* _Activity_
Go to the line that includes "self.push_dedent();" and retype it, then every line after it to the end of the data, adding nothing.
*** Opening of Supplied material ***
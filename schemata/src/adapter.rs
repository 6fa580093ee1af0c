//! Naming adapter selection for the `sdl` command.

use clap::ValueEnum;
use schemata_compiler::sdl::{Adapter, LanguageConventions, Passthrough};

/// How schema identifiers are spelled in printed SDL.
#[derive(Debug, Clone, Copy, Default, PartialEq, Eq, ValueEnum)]
pub enum AdapterKind {
    /// `hello_world` prints as `helloWorld`
    #[default]
    Camel,
    /// Names print exactly as written in the schema module
    Passthrough,
}

impl AdapterKind {
    pub fn adapter(self) -> &'static dyn Adapter {
        match self {
            AdapterKind::Camel => &LanguageConventions,
            AdapterKind::Passthrough => &Passthrough,
        }
    }
}
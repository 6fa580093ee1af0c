//! Pipeline snapshot plugin for visualization and debugging.
//!
//! This module provides a plugin that captures the blueprint after each phase,
//! so the effect of every phase can be inspected on its own.

use std::{
    fs,
    path::{Path, PathBuf},
    sync::{PoisonError, RwLock},
};

use eyre::Result;
use schemata_blueprint::Blueprint;
use serde::Serialize;

use super::Plugin;

/// The blueprint as it stood after one phase.
#[derive(Debug, Clone, Serialize)]
pub struct PhaseSnapshot {
    /// 1-based position of the phase in the run.
    pub index: usize,

    /// The phase that just completed.
    pub phase: String,

    /// The blueprint it produced. Behaviors are not included.
    pub blueprint: serde_json::Value,
}

impl PhaseSnapshot {
    /// File name used when writing the snapshot, e.g. `02-link.json`.
    pub fn file_name(&self) -> String {
        format!("{:02}-{}.json", self.index, self.phase)
    }
}

/// A plugin that captures pipeline state after each phase.
///
/// The CLI uses this plugin for its `--visualize` flag.
///
/// # Example
///
/// ```ignore
/// let snapshots = Arc::new(SnapshotPlugin::new());
/// let pipeline = Pipeline::new().plugin(snapshots.clone());
/// let blueprint = pipeline.run(blueprint)?;
///
/// // Write snapshots to disk
/// snapshots.write_to_dir(".schemata/debug")?;
/// ```
pub struct SnapshotPlugin {
    /// Collected snapshots.
    snapshots: RwLock<Vec<PhaseSnapshot>>,
    /// Output directory for snapshots.
    output_dir: Option<PathBuf>,
}

impl SnapshotPlugin {
    /// Create a new snapshot plugin.
    pub fn new() -> Self {
        Self {
            snapshots: RwLock::new(Vec::new()),
            output_dir: None,
        }
    }

    /// Create a new snapshot plugin that writes each snapshot to a directory
    /// as soon as it is taken.
    pub fn with_output_dir(output_dir: impl Into<PathBuf>) -> Self {
        Self {
            snapshots: RwLock::new(Vec::new()),
            output_dir: Some(output_dir.into()),
        }
    }

    /// Get all collected snapshots.
    pub fn snapshots(&self) -> Vec<PhaseSnapshot> {
        self.snapshots
            .read()
            .unwrap_or_else(PoisonError::into_inner)
            .clone()
    }

    /// Write all snapshots to `dir`.
    pub fn write_to_dir(&self, dir: impl AsRef<Path>) -> Result<()> {
        let dir = dir.as_ref();
        fs::create_dir_all(dir)?;

        for snapshot in self
            .snapshots
            .read()
            .unwrap_or_else(PoisonError::into_inner)
            .iter()
        {
            write_snapshot(dir, snapshot)?;
        }

        Ok(())
    }

    fn capture_snapshot(&self, phase: &str, blueprint: &Blueprint) -> Result<PhaseSnapshot> {
        let mut snapshots = self
            .snapshots
            .write()
            .unwrap_or_else(PoisonError::into_inner);
        let snapshot = PhaseSnapshot {
            index: snapshots.len() + 1,
            phase: phase.to_string(),
            blueprint: serde_json::to_value(blueprint)?,
        };
        snapshots.push(snapshot.clone());
        Ok(snapshot)
    }
}

fn write_snapshot(dir: &Path, snapshot: &PhaseSnapshot) -> Result<()> {
    let json = serde_json::to_string_pretty(snapshot)?;
    fs::write(dir.join(snapshot.file_name()), json)?;
    Ok(())
}

impl Default for SnapshotPlugin {
    fn default() -> Self {
        Self::new()
    }
}

impl Plugin for SnapshotPlugin {
    fn name(&self) -> &'static str {
        "snapshot"
    }

    fn on_after_phase(&self, phase: &str, blueprint: &Blueprint) -> Result<()> {
        let snapshot = self.capture_snapshot(phase, blueprint)?;

        // If output directory is configured, write immediately
        if let Some(ref dir) = self.output_dir {
            fs::create_dir_all(dir)?;
            write_snapshot(dir, &snapshot)?;
        }

        Ok(())
    }
}

#[cfg(test)]
mod tests {
    use schemata_blueprint::ObjectType;

    use super::*;

    #[test]
    fn test_snapshot_plugin_creation() {
        let plugin = SnapshotPlugin::new();
        assert!(plugin.snapshots().is_empty());
    }

    #[test]
    fn test_snapshots_are_numbered() {
        let plugin = SnapshotPlugin::new();
        let bp = Blueprint::new().add_type(ObjectType::new("Query")).unwrap();

        plugin.on_after_phase("imports", &bp).unwrap();
        plugin.on_after_phase("link", &bp).unwrap();

        let snapshots = plugin.snapshots();
        assert_eq!(snapshots.len(), 2);
        assert_eq!(snapshots[1].file_name(), "02-link.json");
        assert_eq!(snapshots[0].blueprint["types"]["Query"]["kind"], "object");
    }

    #[test]
    fn test_writes_to_output_dir() {
        let dir = tempfile::tempdir().unwrap();
        let plugin = SnapshotPlugin::with_output_dir(dir.path().join("debug"));

        plugin.on_after_phase("link", &Blueprint::new()).unwrap();

        let written = fs::read_to_string(dir.path().join("debug/01-link.json")).unwrap();
        assert!(written.contains("\"phase\": \"link\""));
    }
}
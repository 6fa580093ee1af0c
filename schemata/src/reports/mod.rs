//! Report data structures for commands.
//!
//! This module provides data structures that separate data collection from rendering.
//! Commands build reports, then render them to an Output target.

mod check;
mod explain;
mod failure;
mod output;
mod sdl;

pub use check::CheckReport;
pub use explain::{ExplainReport, LintInfo, ModuleInfo, PhaseInfo, TypeCounts};
pub use failure::FailureReport;
pub use output::{Report, TerminalOutput};
pub use sdl::{SdlReport, SnapshotSummary, Written};
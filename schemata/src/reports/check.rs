//! Check command report data structures.

use std::path::PathBuf;

use super::output::{Output, Report};

/// Report data from a successful compilation.
#[derive(Debug)]
pub struct CheckReport {
    /// The schema modules that were compiled.
    pub schemas: Vec<PathBuf>,
    /// Root operations as `(operation, type)` pairs.
    pub roots: Vec<(String, String)>,
    /// Number of non-builtin types.
    pub type_count: usize,
}

impl Report for CheckReport {
    fn render(&self, out: &mut dyn Output) {
        for schema in &self.schemas {
            out.success(&format!("{} is valid", schema.display()));
        }
        out.newline();

        for (operation, name) in &self.roots {
            out.key_value_indented(operation, name);
        }
        out.preformatted(&format!(
            "  {} type{}",
            self.type_count,
            if self.type_count == 1 { "" } else { "s" }
        ));
    }
}
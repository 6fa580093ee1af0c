//! SDL printing.
//!
//! The printer is a pure projection of a compiled blueprint: the schema
//! block first, then every non-builtin type in registration order. Default
//! values go through the [`LiteralRenderer`](crate::LiteralRenderer), and
//! attached behaviors are ignored.

mod adapter;
mod printer;

pub use adapter::{Adapter, LanguageConventions, Passthrough};
pub use printer::{SdlPrinter, print_sdl};
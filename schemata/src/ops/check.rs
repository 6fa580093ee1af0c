//! Check operation - compile without printing.

use std::path::PathBuf;

use schemata_compiler::Pipeline;
use schemata_manifest::Manifest;

use super::compile;
use crate::reports::{CheckReport, FailureReport};

/// Execute the check operation.
///
/// Runs the full pipeline and summarizes the compiled schema.
pub fn check(manifests: &[Manifest], schemas: &[PathBuf]) -> Result<CheckReport, FailureReport> {
    let blueprint = compile(manifests, &Pipeline::new())?;

    Ok(CheckReport {
        schemas: schemas.to_vec(),
        roots: blueprint
            .schema()
            .roots()
            .into_iter()
            .map(|(op, name)| (op.to_string(), name.to_string()))
            .collect(),
        type_count: blueprint.types().filter(|ty| !ty.is_builtin()).count(),
    })
}
//! Builder for indented, line-oriented text.

use super::Indent;

/// Fluent API for building text with proper indentation.
///
/// # Example
///
/// ```
/// use schemata_compiler::builder::CodeBuilder;
///
/// let mut builder = CodeBuilder::sdl();
/// builder.push_block("type Query {", "}", |b| {
///     b.push_line("hello: String");
/// });
///
/// assert_eq!(builder.build(), "type Query {\n  hello: String\n}\n");
/// ```
#[derive(Debug, Clone)]
pub struct CodeBuilder {
    indent_level: usize,
    indent: Indent,
    buffer: String,
}

impl CodeBuilder {
    /// Create a new CodeBuilder with the specified indentation.
    pub fn new(indent: Indent) -> Self {
        Self {
            indent_level: 0,
            indent,
            buffer: String::new(),
        }
    }

    /// Create a new CodeBuilder with 2-space indentation.
    pub fn sdl() -> Self {
        Self::new(Indent::SDL)
    }

    /// Add a line with current indentation.
    pub fn push_line(&mut self, s: &str) -> &mut Self {
        self.write_indent();
        self.buffer.push_str(s);
        self.buffer.push('\n');
        self
    }

    /// Add each line of `text` with current indentation.
    ///
    /// Empty lines are written without trailing whitespace.
    pub fn push_lines(&mut self, text: &str) -> &mut Self {
        for line in text.lines() {
            if line.is_empty() {
                self.push_blank();
            } else {
                self.push_line(line);
            }
        }
        self
    }

    /// Add a blank line.
    pub fn push_blank(&mut self) -> &mut Self {
        self.buffer.push('\n');
        self
    }

    /// Increase indentation level.
    pub fn push_indent(&mut self) -> &mut Self {
        self.indent_level += 1;
        self
    }

    /// Decrease indentation level.
    pub fn push_dedent(&mut self) -> &mut Self {
        self.indent_level = self.indent_level.saturating_sub(1);
        self
    }

    /// Add an indented block between a header and a closing line.
    pub fn push_block<F>(&mut self, header: &str, close: &str, f: F) -> &mut Self
    where
        F: FnOnce(&mut Self),
    {
        self.push_line(header);
        self.push_indent();
        f(self);
        self.push_dedent();
        self.push_line(close)
    }

    /// Get the current indentation level.
    pub fn current_indent(&self) -> usize {
        self.indent_level
    }

    pub fn is_empty(&self) -> bool {
        self.buffer.is_empty()
    }

    /// Consume the builder and return the text.
    pub fn build(self) -> String {
        self.buffer
    }

    /// Get a reference to the current buffer content.
    pub fn as_str(&self) -> &str {
        &self.buffer
    }

    fn write_indent(&mut self) {
        for _ in 0..self.indent_level {
            self.buffer.push_str(self.indent.as_str());
        }
    }
}

impl Default for CodeBuilder {
    fn default() -> Self {
        Self::sdl()
    }
}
*** Close of Supplied material ***
* _Response_
        self.push_dedent();
        self.push_line(close)
    }

    /// Get the current indentation level.
    pub fn current_indent(&self) -> usize {
        self.indent_level
    }

    pub fn is_empty(&self) -> bool {
        self.buffer.is_empty()
    }

    /// Consume the builder and return the text.
    pub fn build(self) -> String {
        self.buffer
    }

    /// Get a reference to the current buffer content.
    pub fn as_str(&self) -> &str {
        &self.buffer
    }

    fn write_indent(&mut self) {
        for _ in 0..self.indent_level {
            self.buffer.push_str(self.indent.as_str());
        }
    }
}

impl Default for CodeBuilder {
    fn default() -> Self {
        Self::sdl()
    }
}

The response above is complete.